• ASSIGNMENT
All lines from the opening of the entries below through the line containing "use tracing::warn;" must be output exactly as they appear, with no other lines.

(PROVIDED INFORMATION begins)

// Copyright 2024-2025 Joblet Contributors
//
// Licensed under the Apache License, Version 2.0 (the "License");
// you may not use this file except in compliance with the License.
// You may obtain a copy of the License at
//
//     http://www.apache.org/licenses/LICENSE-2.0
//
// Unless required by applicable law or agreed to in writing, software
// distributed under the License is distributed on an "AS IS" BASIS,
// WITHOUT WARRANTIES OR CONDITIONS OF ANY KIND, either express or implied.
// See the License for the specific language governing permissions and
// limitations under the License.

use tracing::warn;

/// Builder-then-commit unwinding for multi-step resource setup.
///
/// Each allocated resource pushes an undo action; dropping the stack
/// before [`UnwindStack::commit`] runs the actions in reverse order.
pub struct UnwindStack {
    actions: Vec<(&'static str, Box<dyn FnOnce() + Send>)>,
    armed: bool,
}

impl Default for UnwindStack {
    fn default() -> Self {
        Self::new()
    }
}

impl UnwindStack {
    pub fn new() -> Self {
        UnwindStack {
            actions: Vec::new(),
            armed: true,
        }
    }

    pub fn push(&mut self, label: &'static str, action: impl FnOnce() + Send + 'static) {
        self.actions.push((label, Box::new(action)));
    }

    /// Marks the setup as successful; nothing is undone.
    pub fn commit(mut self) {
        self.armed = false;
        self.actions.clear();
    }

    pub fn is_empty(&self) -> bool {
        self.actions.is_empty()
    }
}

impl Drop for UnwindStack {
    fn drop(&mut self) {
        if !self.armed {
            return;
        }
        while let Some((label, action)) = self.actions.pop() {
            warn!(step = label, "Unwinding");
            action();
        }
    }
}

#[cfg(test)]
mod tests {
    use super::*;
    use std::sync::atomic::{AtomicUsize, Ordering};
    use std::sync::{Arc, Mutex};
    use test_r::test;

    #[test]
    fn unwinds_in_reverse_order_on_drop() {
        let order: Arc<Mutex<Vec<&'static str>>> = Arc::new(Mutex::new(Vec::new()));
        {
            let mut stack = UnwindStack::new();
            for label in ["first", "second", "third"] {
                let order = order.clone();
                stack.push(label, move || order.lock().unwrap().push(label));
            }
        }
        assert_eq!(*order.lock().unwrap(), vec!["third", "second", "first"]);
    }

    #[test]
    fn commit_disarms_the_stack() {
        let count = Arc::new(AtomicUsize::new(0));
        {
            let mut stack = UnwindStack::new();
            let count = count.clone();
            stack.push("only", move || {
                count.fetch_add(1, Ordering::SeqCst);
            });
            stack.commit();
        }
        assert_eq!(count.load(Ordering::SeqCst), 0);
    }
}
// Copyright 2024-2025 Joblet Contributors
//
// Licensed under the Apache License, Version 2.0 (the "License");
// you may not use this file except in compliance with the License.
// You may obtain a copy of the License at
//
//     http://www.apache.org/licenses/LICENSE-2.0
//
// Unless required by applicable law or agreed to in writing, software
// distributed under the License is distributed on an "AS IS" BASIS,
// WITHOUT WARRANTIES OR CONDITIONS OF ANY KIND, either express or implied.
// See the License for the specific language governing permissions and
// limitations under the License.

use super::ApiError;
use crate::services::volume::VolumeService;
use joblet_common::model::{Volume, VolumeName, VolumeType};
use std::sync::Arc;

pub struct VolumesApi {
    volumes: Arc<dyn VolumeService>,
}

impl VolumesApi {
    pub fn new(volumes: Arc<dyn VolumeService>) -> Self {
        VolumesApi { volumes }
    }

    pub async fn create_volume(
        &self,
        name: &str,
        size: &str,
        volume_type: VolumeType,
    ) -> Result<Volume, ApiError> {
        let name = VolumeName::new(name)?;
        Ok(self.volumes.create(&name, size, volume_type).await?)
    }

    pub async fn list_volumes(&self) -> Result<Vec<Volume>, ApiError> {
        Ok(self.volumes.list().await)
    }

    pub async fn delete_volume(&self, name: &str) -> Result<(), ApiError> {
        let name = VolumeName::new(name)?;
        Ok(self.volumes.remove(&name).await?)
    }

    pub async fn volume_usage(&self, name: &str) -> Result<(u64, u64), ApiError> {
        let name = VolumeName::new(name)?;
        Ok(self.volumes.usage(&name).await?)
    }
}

(PROVIDED INFORMATION ends)

• PROBLEM SOLUTION
// Copyright 2024-2025 Joblet Contributors
//
// Licensed under the Apache License, Version 2.0 (the "License");
// you may not use this file except in compliance with the License.
// You may obtain a copy of the License at
//
//     http://www.apache.org/licenses/LICENSE-2.0
//
// Unless required by applicable law or agreed to in writing, software
// distributed under the License is distributed on an "AS IS" BASIS,
// WITHOUT WARRANTIES OR CONDITIONS OF ANY KIND, either express or implied.
// See the License for the specific language governing permissions and
// limitations under the License.

use tracing::warn;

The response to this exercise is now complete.